Ectopic Expansion of Pulmonary Vasculature in Fibrotic Lung Disease and Lung Adenocarcinoma Marked by Proangiogenic COL15A1+ Endothelial Cells
Eric Engelbrecht, Tristan Kooistra, Nathalie Burg, Lida Hariri, Trong Nguyen, Patricia Brazee, Timothy Hla, Bernadette R. Gochuico, Rachel S. Knipe
https://doi.org/10.1002/pul2.70102
Abstract
Lung vasculature arises from both pulmonary and systemic (bronchial) circulations. Remodeling and structural changes in lung vasculature have been recognized in end-stage fibrotic lung diseases such as idiopathic pulmonary fibrosis (IPF) but have not been well characterized.

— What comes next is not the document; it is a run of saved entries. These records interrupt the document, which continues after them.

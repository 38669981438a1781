//! A local service registered on one side answers a call placed through
//! the peer's proxy, with a plain JSON argument and result.

use std::sync::Arc;

use eh_test_support::InMemorySocketPair;
use exthost_bridge::prelude::*;
use serde_json::json;
use tokio_util::sync::CancellationToken;

const ECHO: ProxyIdentifier = ProxyIdentifier::new(1, "Echo");

struct Echo;
impl LocalActor for Echo {
    fn call(&self, method: &str, args: Vec<RpcArg>, _cancel: CancellationToken) -> BoxFuture<Result<ReplyValue, RpcError>> {
        let method = method.to_owned();
        Box::pin(async move {
            match method.as_str() {
                "echo" => match args.into_iter().next() {
                    Some(RpcArg::Value(v)) => Ok(ReplyValue::Json(v)),
                    _ => Err(RpcError::MalformedFrame("echo expects one JSON arg")),
                },
                other => Err(RpcError::NoMatchingMethod { actor: ECHO, method: other.to_owned(), arity: args.len() }),
            }
        })
    }
}

#[tokio::test]
async fn caller_proxy_receives_the_calleds_echo() {
    let (a, b) = InMemorySocketPair::connected();
    let caller = RPCProtocol::new(PersistentProtocol::new(a, false), None);
    let callee = RPCProtocol::new(PersistentProtocol::new(b, false), None);
    callee.register_local(ECHO, Arc::new(Echo));

    let proxy = caller.proxy(ECHO);
    let result = proxy.call("echo", vec![RpcArg::Value(json!("hello"))]).await.unwrap();

    match result {
        ReplyValue::Json(v) => assert_eq!(v, json!("hello")),
        other => panic!("unexpected reply: {other:?}"),
    }
}

#[tokio::test]
async fn a_second_concurrent_call_gets_its_own_reply() {
    let (a, b) = InMemorySocketPair::connected();
    let caller = RPCProtocol::new(PersistentProtocol::new(a, false), None);
    let callee = RPCProtocol::new(PersistentProtocol::new(b, false), None);
    callee.register_local(ECHO, Arc::new(Echo));

    let proxy_a = caller.proxy(ECHO);
    let proxy_b = caller.proxy(ECHO);
    let (first, second) = tokio::join!(
        proxy_a.call("echo", vec![RpcArg::Value(json!("one"))]),
        proxy_b.call("echo", vec![RpcArg::Value(json!("two"))]),
    );
    assert!(matches!(first.unwrap(), ReplyValue::Json(v) if v == json!("one")));
    assert!(matches!(second.unwrap(), ReplyValue::Json(v) if v == json!("two")));
}
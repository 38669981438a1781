use thiserror::Error;

#[derive(Debug, Error)]
pub enum ProtocolError {
    #[error(transparent)]
    Wire(#[from] eh_wire::WireError),
    #[error("protocol is disposed")]
    Disposed,
}
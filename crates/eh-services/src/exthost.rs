//! Extension-host child-process lifecycle. The supervisor itself is out
//! of scope here; this is the registered shape the core uses to report
//! readiness and receive teardown requests.

use std::sync::Arc;

use eh_rpc::{BoxFuture, LocalActor, ProxyIdentifier, ReplyValue, RpcError};

use crate::registry::{ServiceActorBuilder, json_arg};

pub const ID: ProxyIdentifier = ProxyIdentifier::new(6, "extensionHost");

pub trait ExtensionHostShape: Send + Sync {
    fn ready(&self, extensions: Vec<String>) -> BoxFuture<Result<(), RpcError>>;
    fn request_termination(&self, reason: String) -> BoxFuture<Result<(), RpcError>>;
}

pub fn actor(shape: Arc<dyn ExtensionHostShape>) -> Arc<dyn LocalActor> {
    let ready = shape.clone();
    let terminate = shape;
    ServiceActorBuilder::new(ID)
        .method("ready", 1, move |args, _cancel| {
            let ready = ready.clone();
            async move {
                let extensions: Vec<String> = json_arg("ready", &args, 0)?;
                ready.ready(extensions).await?;
                Ok(ReplyValue::Empty)
            }
        })
        .method("requestTermination", 1, move |args, _cancel| {
            let terminate = terminate.clone();
            async move {
                let reason: String = json_arg("requestTermination", &args, 0)?;
                terminate.request_termination(reason).await?;
                Ok(ReplyValue::Empty)
            }
        })
        .build()
}
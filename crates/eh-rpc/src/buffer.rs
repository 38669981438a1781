//! Big-endian, length-prefixed primitives used to build the inner RPC
//! frame carried inside an [`eh_protocol::PersistentProtocol`]'s
//! `Regular` message payload. This is a second, independent framing
//! layer from `eh-wire`'s outer header: the outer header's `id`/`ack`
//! never appear here.

use bytes::{Buf, BufMut, Bytes, BytesMut};

use crate::error::RpcError;

/// An append-only writer for the inner RPC frame format.
#[derive(Default)]
pub struct MessageBufferWriter {
    buf: BytesMut,
}

impl MessageBufferWriter {
    #[must_use]
    pub fn new() -> Self {
        Self::default()
    }

    pub fn write_u8(&mut self, value: u8) -> &mut Self {
        self.buf.put_u8(value);
        self
    }

    pub fn write_u32(&mut self, value: u32) -> &mut Self {
        self.buf.put_u32(value);
        self
    }

    /// A string whose UTF-8 byte length fits in a `u8` (method names,
    /// error class names — short, bounded identifiers).
    pub fn write_short_string(&mut self, value: &str) -> &mut Self {
        let bytes = value.as_bytes();
        debug_assert!(bytes.len() <= u8::MAX as usize, "short string exceeds 255 bytes");
        self.buf.put_u8(bytes.len() as u8);
        self.buf.extend_from_slice(bytes);
        self
    }

    /// A string whose UTF-8 byte length needs the full `u32` range
    /// (JSON argument/result payloads).
    pub fn write_long_string(&mut self, value: &str) -> &mut Self {
        let bytes = value.as_bytes();
        self.buf.put_u32(bytes.len() as u32);
        self.buf.extend_from_slice(bytes);
        self
    }

    pub fn write_buffer(&mut self, value: &[u8]) -> &mut Self {
        self.buf.put_u32(value.len() as u32);
        self.buf.extend_from_slice(value);
        self
    }

    #[must_use]
    pub fn finish(self) -> Bytes {
        self.buf.freeze()
    }
}

/// A cursor over the inner RPC frame format, used for decoding.
pub struct MessageBufferReader {
    buf: Bytes,
}

impl MessageBufferReader {
    #[must_use]
    pub fn new(buf: Bytes) -> Self {
        Self { buf }
    }

    fn need(&self, n: usize) -> Result<(), RpcError> {
        if self.buf.remaining() < n {
            return Err(RpcError::Truncated);
        }
        Ok(())
    }

    pub fn read_u8(&mut self) -> Result<u8, RpcError> {
        self.need(1)?;
        Ok(self.buf.get_u8())
    }

    pub fn read_u32(&mut self) -> Result<u32, RpcError> {
        self.need(4)?;
        Ok(self.buf.get_u32())
    }

    pub fn read_short_string(&mut self) -> Result<String, RpcError> {
        let len = self.read_u8()? as usize;
        self.read_utf8(len)
    }

    pub fn read_long_string(&mut self) -> Result<String, RpcError> {
        let len = self.read_u32()? as usize;
        self.read_utf8(len)
    }

    pub fn read_buffer(&mut self) -> Result<Bytes, RpcError> {
        let len = self.read_u32()? as usize;
        self.need(len)?;
        Ok(self.buf.copy_to_bytes(len))
    }

    fn read_utf8(&mut self, len: usize) -> Result<String, RpcError> {
        self.need(len)?;
        let bytes = self.buf.copy_to_bytes(len);
        String::from_utf8(bytes.to_vec()).map_err(|_| RpcError::MalformedFrame("invalid utf-8"))
    }

    #[must_use]
    pub fn remaining(&self) -> usize {
        self.buf.remaining()
    }
}

#[cfg(test)]
mod tests {
    use super::*;

    #[test]
    fn round_trips_every_primitive() {
        let mut w = MessageBufferWriter::new();
        w.write_u8(7)
            .write_u32(0xdead_beef)
            .write_short_string("ping")
            .write_long_string("a longer payload")
            .write_buffer(&[1, 2, 3, 4]);
        let mut r = MessageBufferReader::new(w.finish());

        assert_eq!(r.read_u8().unwrap(), 7);
        assert_eq!(r.read_u32().unwrap(), 0xdead_beef);
        assert_eq!(r.read_short_string().unwrap(), "ping");
        assert_eq!(r.read_long_string().unwrap(), "a longer payload");
        assert_eq!(&r.read_buffer().unwrap()[..], &[1, 2, 3, 4]);
        assert_eq!(r.remaining(), 0);
    }

    #[test]
    fn reading_past_the_end_is_truncated_not_a_panic() {
        let mut r = MessageBufferReader::new(Bytes::new());
        assert!(matches!(r.read_u8(), Err(RpcError::Truncated)));
    }
}
//! L1 incoming framing: turns a [`DuplexSocket`]'s byte stream into a
//! sequence of [`ProtocolMessage`]s.
//!
//! A small state machine alternates between header mode (13 bytes) and
//! body mode (`size` bytes). Errors raised by listeners are logged and
//! swallowed; reading continues.

use std::sync::Mutex;
use std::time::Instant;

use tracing::{debug, warn};

use crate::chunk::ChunkStream;
use crate::message::{self, Header, MessageKind, ProtocolMessage, HEADER_LENGTH};
use crate::socket::{CloseReason, DuplexSocket, SocketEvent};

#[derive(Clone, Copy)]
enum ReadState {
    Header,
    Body(Header),
}

type Listener = Box<dyn Fn(&ProtocolMessage) + Send + Sync>;

/// Parses framed [`ProtocolMessage`]s out of a socket's data events.
pub struct ProtocolReader<S: DuplexSocket> {
    socket: Mutex<std::sync::Arc<S>>,
    pump: Mutex<Option<tokio::task::JoinHandle<()>>>,
    chunks: Mutex<ChunkStream>,
    state: Mutex<ReadState>,
    listeners: Mutex<Vec<Listener>>,
    closed_listeners: Mutex<Vec<Box<dyn Fn(CloseReason) + Send + Sync>>>,
    last_read_time: Mutex<Option<Instant>>,
}

impl<S: DuplexSocket> ProtocolReader<S> {
    #[must_use]
    pub fn new(socket: std::sync::Arc<S>) -> std::sync::Arc<Self> {
        let reader = std::sync::Arc::new(Self {
            socket: Mutex::new(socket),
            pump: Mutex::new(None),
            chunks: Mutex::new(ChunkStream::new()),
            state: Mutex::new(ReadState::Header),
            listeners: Mutex::new(Vec::new()),
            closed_listeners: Mutex::new(Vec::new()),
            last_read_time: Mutex::new(None),
        });
        reader.spawn_pump();
        reader
    }

    /// Feed bytes that were already consumed from the socket before this
    /// reader existed (a reconnection handshake's leftover prelude).
    pub fn feed_initial_chunk(&self, chunk: bytes::Bytes) {
        if chunk.is_empty() {
            return;
        }
        self.accept_chunk(chunk);
    }

    /// Splice a freshly connected socket in, preserving listeners and the
    /// framing state machine (a message that started arriving on the old
    /// socket before it dropped stays half-read until replaced bytes
    /// arrive on the new one). Used for reconnection, not first connect.
    pub fn rebind(self: &std::sync::Arc<Self>, socket: std::sync::Arc<S>, initial_chunk: bytes::Bytes) {
        if let Some(handle) = self.pump.lock().unwrap().take() {
            handle.abort();
        }
        *self.socket.lock().unwrap() = socket;
        self.spawn_pump();
        self.feed_initial_chunk(initial_chunk);
    }

    /// Register a listener for every accepted [`ProtocolMessage`].
    /// Listeners are snapshotted before each dispatch so registering or
    /// dropping a listener from inside a callback is safe.
    pub fn on_message<F>(&self, listener: F)
    where
        F: Fn(&ProtocolMessage) + Send + Sync + 'static,
    {
        self.listeners.lock().unwrap().push(Box::new(listener));
    }

    pub fn on_closed<F>(&self, listener: F)
    where
        F: Fn(CloseReason) + Send + Sync + 'static,
    {
        self.closed_listeners.lock().unwrap().push(Box::new(listener));
    }

    #[must_use]
    pub fn last_read_time(&self) -> Option<Instant> {
        *self.last_read_time.lock().unwrap()
    }

    fn spawn_pump(self: &std::sync::Arc<Self>) {
        let this = self.clone();
        let socket = self.socket.lock().unwrap().clone();
        let mut sub = socket.subscribe();
        socket.start_receiving();
        let handle = tokio::spawn(async move {
            loop {
                match sub.recv().await {
                    Ok(SocketEvent::Data(bytes)) => this.accept_chunk(bytes),
                    Ok(SocketEvent::Close(reason)) => {
                        this.dispatch_closed(reason);
                        break;
                    }
                    Ok(SocketEvent::End) => {}
                    Err(tokio::sync::broadcast::error::RecvError::Lagged(n)) => {
                        warn!(skipped = n, "protocol reader lagged behind socket events");
                    }
                    Err(tokio::sync::broadcast::error::RecvError::Closed) => break,
                }
            }
        });
        *self.pump.lock().unwrap() = Some(handle);
    }

    fn accept_chunk(&self, bytes: bytes::Bytes) {
        *self.last_read_time.lock().unwrap() = Some(Instant::now());
        self.chunks.lock().unwrap().accept(bytes);
        self.drain_available();
    }

    fn drain_available(&self) {
        loop {
            let maybe_message = {
                let mut chunks = self.chunks.lock().unwrap();
                let mut state = self.state.lock().unwrap();
                match *state {
                    ReadState::Header => {
                        if !chunks.has(HEADER_LENGTH) {
                            return;
                        }
                        let header_bytes = chunks.read(HEADER_LENGTH).unwrap();
                        let header = message::decode_header(header_bytes);
                        if header.size == 0 {
                            *state = ReadState::Header;
                            Some(ProtocolMessage::new(
                                header.kind,
                                header.id,
                                header.ack,
                                bytes::Bytes::new(),
                            ))
                        } else {
                            *state = ReadState::Body(header);
                            None
                        }
                    }
                    ReadState::Body(header) => {
                        if !chunks.has(header.size as usize) {
                            return;
                        }
                        let payload = chunks.read(header.size as usize).unwrap();
                        *state = ReadState::Header;
                        Some(ProtocolMessage::new(header.kind, header.id, header.ack, payload))
                    }
                }
            };

            match maybe_message {
                Some(msg) => self.dispatch_message(&msg),
                None => continue,
            }
        }
    }

    fn dispatch_message(&self, msg: &ProtocolMessage) {
        if matches!(msg.kind, MessageKind::Unknown(_)) {
            debug!(kind = msg.kind.to_u8(), "dropping frame with unknown type");
            return;
        }
        let listeners = self.listeners.lock().unwrap();
        for listener in listeners.iter() {
            // A listener panic is a programming error in the embedder;
            // it surfaces loudly rather than being swallowed here.
            listener(msg);
        }
    }

    fn dispatch_closed(&self, reason: CloseReason) {
        let listeners = self.closed_listeners.lock().unwrap();
        for listener in listeners.iter() {
            listener(reason.clone());
        }
    }
}
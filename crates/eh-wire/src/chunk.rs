//! Append-only FIFO of byte chunks with a `read(n)` that coalesces
//! across chunk boundaries. The socket may deliver data in arbitrary
//! chunk sizes; nothing above this layer may depend on them.

use bytes::{Bytes, BytesMut};
use std::collections::VecDeque;

#[derive(Debug, Default)]
pub struct ChunkStream {
    chunks: VecDeque<Bytes>,
    byte_length: usize,
}

impl ChunkStream {
    #[must_use]
    pub fn new() -> Self {
        Self::default()
    }

    pub fn accept(&mut self, chunk: Bytes) {
        if chunk.is_empty() {
            return;
        }
        self.byte_length += chunk.len();
        self.chunks.push_back(chunk);
    }

    #[must_use]
    pub fn byte_length(&self) -> usize {
        self.byte_length
    }

    #[must_use]
    pub fn has(&self, n: usize) -> bool {
        self.byte_length >= n
    }

    /// Remove and return exactly `n` bytes, coalescing across chunks.
    ///
    /// Returns `None` if fewer than `n` bytes are buffered; the stream
    /// is left untouched in that case.
    pub fn read(&mut self, n: usize) -> Option<Bytes> {
        if !self.has(n) {
            return None;
        }
        // Fast path: the whole read is satisfied by (a prefix of) the
        // front chunk, the overwhelmingly common case for a live socket.
        if let Some(front) = self.chunks.front() {
            if front.len() == n {
                self.byte_length -= n;
                return self.chunks.pop_front();
            }
            if front.len() > n {
                let front = self.chunks.front_mut().unwrap();
                let taken = front.split_to(n);
                self.byte_length -= n;
                return Some(taken);
            }
        }

        let mut out = BytesMut::with_capacity(n);
        let mut remaining = n;
        while remaining > 0 {
            let front = self.chunks.front_mut().expect("has(n) guarantees enough data");
            if front.len() <= remaining {
                remaining -= front.len();
                let piece = self.chunks.pop_front().unwrap();
                out.extend_from_slice(&piece);
            } else {
                let piece = front.split_to(remaining);
                out.extend_from_slice(&piece);
                remaining = 0;
            }
        }
        self.byte_length -= n;
        Some(out.freeze())
    }
}
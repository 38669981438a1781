//! RPC-level responsiveness bookkeeping (§4.6): distinct from, and at a
//! much tighter threshold than, [`eh_protocol::PersistentProtocol`]'s
//! 20s socket-unresponsiveness detector. This one watches whether the
//! peer's `Acknowledged` replies keep pace with our outgoing requests,
//! transitioning to [`ResponsiveState::Unresponsive`] after 3s of
//! silence and back to [`ResponsiveState::Responsive`] on the next ack.

use std::sync::Mutex;
use std::sync::atomic::{AtomicIsize, Ordering};
use std::time::{Duration, Instant};

use tokio::sync::broadcast;

const RESPONSIVE_THRESHOLD: Duration = Duration::from_secs(3);
const POLL_INTERVAL: Duration = Duration::from_secs(2);

#[derive(Debug, Clone, Copy, PartialEq, Eq)]
pub enum ResponsiveState {
    Responsive,
    Unresponsive,
}

pub(crate) struct Unresponsiveness {
    outstanding: AtomicIsize,
    deadline: Mutex<Option<Instant>>,
    state: Mutex<ResponsiveState>,
    events: broadcast::Sender<ResponsiveState>,
}

impl Unresponsiveness {
    pub(crate) fn new() -> Self {
        let (events, _) = broadcast::channel(16);
        Self {
            outstanding: AtomicIsize::new(0),
            deadline: Mutex::new(None),
            state: Mutex::new(ResponsiveState::Responsive),
            events,
        }
    }

    pub(crate) fn subscribe(&self) -> broadcast::Receiver<ResponsiveState> {
        self.events.subscribe()
    }

    #[must_use]
    pub(crate) fn state(&self) -> ResponsiveState {
        *self.state.lock().unwrap()
    }

    pub(crate) fn poll_interval() -> Duration {
        POLL_INTERVAL
    }

    pub(crate) fn on_will_send_request(&self) {
        self.outstanding.fetch_add(1, Ordering::SeqCst);
        let mut deadline = self.deadline.lock().unwrap();
        if deadline.is_none() {
            *deadline = Some(Instant::now() + RESPONSIVE_THRESHOLD);
        }
    }

    pub(crate) fn on_did_receive_acknowledge(&self) {
        let remaining = self.outstanding.fetch_sub(1, Ordering::SeqCst) - 1;
        {
            let mut deadline = self.deadline.lock().unwrap();
            *deadline = if remaining > 0 { Some(Instant::now() + RESPONSIVE_THRESHOLD) } else { None };
        }
        let mut state = self.state.lock().unwrap();
        if *state == ResponsiveState::Unresponsive {
            *state = ResponsiveState::Responsive;
            let _ = self.events.send(ResponsiveState::Responsive);
        }
    }

    /// Called on each poll tick; transitions to `Unresponsive` and fires
    /// the edge event if the deadline has passed and we are not already
    /// in that state (no spurious repeated edges).
    pub(crate) fn poll(&self) {
        let expired = {
            let deadline = self.deadline.lock().unwrap();
            deadline.is_some_and(|d| Instant::now() >= d)
        };
        if !expired {
            return;
        }
        let mut state = self.state.lock().unwrap();
        if *state == ResponsiveState::Responsive {
            *state = ResponsiveState::Unresponsive;
            let _ = self.events.send(ResponsiveState::Unresponsive);
        }
    }
}
//! Retry and timeout policies.
//!
//! A `PolicySet` is resolved once per invocation from that scope's config
//! snapshot. Each step receives an `Arc<Policy>` clone, so a policy bound to a
//! running retry loop never changes underneath it.

use serde::{Deserialize, Serialize};
use std::sync::Arc;
use std::time::Duration;
use tracing::warn;

use super::{ErrorKind, StartOptions, StepOptions};
use crate::kernel::workflow_config::{ConfigError, RetrySection, WorkflowConfig};

const DEFAULT_INITIAL_BACKOFF_SECS: f64 = 1.0;
const DEFAULT_BACKOFF_MULTIPLIER: f64 = 2.0;
const DEFAULT_MAX_BACKOFF_SECS: f64 = 60.0;
const DEFAULT_MAX_ATTEMPTS: u32 = 3;

#[derive(Debug, Clone, PartialEq)]
pub struct Policy {
    pub initial_backoff: Duration,
    pub backoff_multiplier: f64,
    pub max_backoff: Duration,
    /// Total attempts allowed, first attempt included. `0` means unlimited.
    pub max_attempts: u32,
    pub non_retryable_error_kinds: Vec<String>,
}

impl Default for Policy {
    fn default() -> Self {
        Self {
            initial_backoff: Duration::from_secs_f64(DEFAULT_INITIAL_BACKOFF_SECS),
            backoff_multiplier: DEFAULT_BACKOFF_MULTIPLIER,
            max_backoff: Duration::from_secs_f64(DEFAULT_MAX_BACKOFF_SECS),
            max_attempts: DEFAULT_MAX_ATTEMPTS,
            non_retryable_error_kinds: Vec::new(),
        }
    }
}

impl Policy {
    /// One attempt, no retries.
    pub fn single_attempt() -> Self {
        Self {
            max_attempts: 1,
            ..Self::default()
        }
    }

    /// Delay before retry `n` (1-based): `min(initial * multiplier^(n-1), max)`.
    pub fn backoff_for(&self, retry: u32) -> Duration {
        let exponent = retry.saturating_sub(1).min(i32::MAX as u32) as i32;
        let secs = self.initial_backoff.as_secs_f64() * self.backoff_multiplier.powi(exponent);
        let max = self.max_backoff.as_secs_f64();

        if !secs.is_finite() || secs >= max {
            self.max_backoff
        } else {
            Duration::from_secs_f64(secs)
        }
    }

    pub fn has_attempts_left(&self, attempts_made: u32) -> bool {
        self.max_attempts == 0 || attempts_made < self.max_attempts
    }

    pub fn is_retryable(&self, kind: ErrorKind) -> bool {
        !kind.is_always_terminal()
            && !self
                .non_retryable_error_kinds
                .iter()
                .any(|k| k == kind.as_str())
    }

    /// Resolve a config section, falling back to defaults field by field.
    pub fn resolve(section: &RetrySection, field_prefix: &str) -> Result<Self, ConfigError> {
        let initial_backoff = seconds(
            section.initial_interval.unwrap_or(DEFAULT_INITIAL_BACKOFF_SECS),
            field_prefix,
            "initial_interval",
        )?;
        let max_backoff = seconds(
            section.maximum_interval.unwrap_or(DEFAULT_MAX_BACKOFF_SECS),
            field_prefix,
            "maximum_interval",
        )?;

        let backoff_multiplier = section
            .backoff_coefficient
            .unwrap_or(DEFAULT_BACKOFF_MULTIPLIER);
        if !backoff_multiplier.is_finite() || backoff_multiplier < 1.0 {
            return Err(ConfigError::Invalid {
                field: format!("{}.backoff_coefficient", field_prefix),
                message: format!("must be a number >= 1.0, got {}", backoff_multiplier),
            });
        }

        Ok(Self {
            initial_backoff,
            backoff_multiplier,
            max_backoff,
            max_attempts: section.maximum_attempts.unwrap_or(DEFAULT_MAX_ATTEMPTS),
            non_retryable_error_kinds: section.non_retryable_error_types.clone().unwrap_or_default(),
        })
    }
}

fn seconds(value: f64, prefix: &str, name: &str) -> Result<Duration, ConfigError> {
    Duration::try_from_secs_f64(value).map_err(|_| ConfigError::Invalid {
        field: format!("{}.{}", prefix, name),
        message: format!("must be a non-negative number of seconds, got {}", value),
    })
}

/// Step categories, each with its own policy and timeout.
#[derive(Debug, Clone, Copy, PartialEq, Eq, Hash, Serialize, Deserialize)]
#[serde(rename_all = "snake_case")]
pub enum StepCategory {
    /// Company/target lookups and the persist write.
    Storage,
    /// Target context extraction.
    ExternalFetch,
    Generation,
    /// Child pipeline starts.
    Spawn,
}

impl StepCategory {
    pub const ALL: [StepCategory; 4] = [
        StepCategory::Storage,
        StepCategory::ExternalFetch,
        StepCategory::Generation,
        StepCategory::Spawn,
    ];

    pub fn as_str(&self) -> &'static str {
        match self {
            StepCategory::Storage => "storage",
            StepCategory::ExternalFetch => "external_fetch",
            StepCategory::Generation => "generation",
            StepCategory::Spawn => "spawn",
        }
    }

    fn from_key(key: &str) -> Option<Self> {
        Self::ALL.into_iter().find(|c| c.as_str() == key)
    }
}

/// Policies and timeouts for every category, resolved from one config snapshot.
#[derive(Debug, Clone)]
pub struct PolicySet {
    storage: Arc<Policy>,
    external_fetch: Arc<Policy>,
    generation: Arc<Policy>,
    spawn: Arc<Policy>,
    activity_timeout: Duration,
    workflow_timeout: Duration,
}

impl PolicySet {
    pub fn from_config(config: &WorkflowConfig) -> Result<Self, ConfigError> {
        let retry = &config.retry_policy;

        for key in retry.categories.keys() {
            if StepCategory::from_key(key).is_none() {
                warn!(category = %key, "Ignoring unknown retry policy category");
            }
        }

        let resolve = |category: StepCategory| -> Result<Arc<Policy>, ConfigError> {
            let section = match retry.categories.get(category.as_str()) {
                Some(over) => over.overlay(&retry.base),
                None => retry.base.clone(),
            };
            let prefix = format!("retry_policy.categories.{}", category.as_str());
            Policy::resolve(&section, &prefix).map(Arc::new)
        };

        let activity_timeout = Duration::from_secs(config.timeouts.activity);
        let workflow_timeout = Duration::from_secs(config.timeouts.workflow_execution);
        if activity_timeout.is_zero() {
            return Err(ConfigError::Invalid {
                field: "timeouts.activity".into(),
                message: "must be greater than zero".into(),
            });
        }
        // Fetch and generation steps get twice the baseline
        if activity_timeout.checked_mul(2).is_none() {
            return Err(ConfigError::Invalid {
                field: "timeouts.activity".into(),
                message: format!("{} seconds is out of range", config.timeouts.activity),
            });
        }
        if workflow_timeout.is_zero() {
            return Err(ConfigError::Invalid {
                field: "timeouts.workflow_execution".into(),
                message: "must be greater than zero".into(),
            });
        }

        Ok(Self {
            storage: resolve(StepCategory::Storage)?,
            external_fetch: resolve(StepCategory::ExternalFetch)?,
            generation: resolve(StepCategory::Generation)?,
            spawn: resolve(StepCategory::Spawn)?,
            activity_timeout,
            workflow_timeout,
        })
    }

    pub fn policy(&self, category: StepCategory) -> Arc<Policy> {
        match category {
            StepCategory::Storage => self.storage.clone(),
            StepCategory::ExternalFetch => self.external_fetch.clone(),
            StepCategory::Generation => self.generation.clone(),
            StepCategory::Spawn => self.spawn.clone(),
        }
    }

    pub fn timeout(&self, category: StepCategory) -> Duration {
        match category {
            StepCategory::Storage => self.activity_timeout,
            StepCategory::ExternalFetch | StepCategory::Generation => {
                self.activity_timeout.saturating_mul(2)
            }
            StepCategory::Spawn => self.workflow_timeout,
        }
    }

    pub fn step(&self, name: &'static str, category: StepCategory) -> StepOptions {
        StepOptions::new(name, self.policy(category), self.timeout(category))
    }

    pub fn start(&self, kind: &'static str, id: impl Into<String>) -> StartOptions {
        StartOptions {
            kind,
            id: id.into(),
            policy: self.policy(StepCategory::Spawn),
            execution_timeout: self.timeout(StepCategory::Spawn),
        }
    }
}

The vasculature that expands and supplies lung cancers is better described, with the recent recognition that systemic bronchial circulation expands to be the main blood supply to primary lung tumors. Here, we use publicly available single-cell RNA-sequencing (scRNA-seq) data to compare vascular endothelial cell (EC) populations in multiple progressive interstitial lung diseases (ILD) and non-small cell lung cancer (NSCLC) to identify common and distinct features. Lung tissue specimens were collected from healthy lung tissue (n = 59), ILD (n = 97), chronic obstructive pulmonary disease (n = 22), and NSCLC (n = 8). We identify two subtypes of expanded EC populations in both ILD and NSCLC, “Bronch-1” and “Bronch-2”, expressing transcripts associated with venules and angiogenic tip/stalk cells, respectively. Relative to pulmonary capillary and arterial ECs, bronchial ECs show low expression of transcripts associated with vascular barrier integrity. The pan-bronchial EC marker COL15A1 showed positive staining in lung parenchyma from patients with IPF, SSc-ILD, and NSCLC, whereas positive staining was limited to subpleural and peri-bronchial regions in non-fibrotic controls. In conclusion, expansion of a subset of ECs expressing markers of the bronchial circulation is one of the most pronounced changes in vascular cell composition across multiple ILDs and NSCLC. These data support additional studies to determine the role of the bronchial vasculature in ILD progression.